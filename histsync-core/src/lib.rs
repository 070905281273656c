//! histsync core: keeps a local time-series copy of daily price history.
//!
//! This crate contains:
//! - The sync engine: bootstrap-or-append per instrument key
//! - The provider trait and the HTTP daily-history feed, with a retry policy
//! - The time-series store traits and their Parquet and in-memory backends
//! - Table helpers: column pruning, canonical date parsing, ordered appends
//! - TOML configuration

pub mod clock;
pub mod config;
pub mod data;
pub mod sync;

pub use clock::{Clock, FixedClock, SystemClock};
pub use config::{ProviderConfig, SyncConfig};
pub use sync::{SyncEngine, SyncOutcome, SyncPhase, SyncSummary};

WORK ITEM: Each record has to be given again exactly as written.

REPLY TO THE TASK:
filename histsync-core/src/lib.rs
repository 070905281273656c
//! histsync core: keeps a local time-series copy of daily price history.
//!
//! This crate contains:
//! - The sync engine: bootstrap-or-append per instrument key
//! - The provider trait and the HTTP daily-history feed, with a retry policy
//! - The time-series store traits and their Parquet and in-memory backends
//! - Table helpers: column pruning, canonical date parsing, ordered appends
//! - TOML configuration

pub mod clock;
pub mod config;
pub mod data;
pub mod sync;

pub use clock::{Clock, FixedClock, SystemClock};
pub use config::{ProviderConfig, SyncConfig};
pub use sync::{SyncEngine, SyncOutcome, SyncPhase, SyncSummary};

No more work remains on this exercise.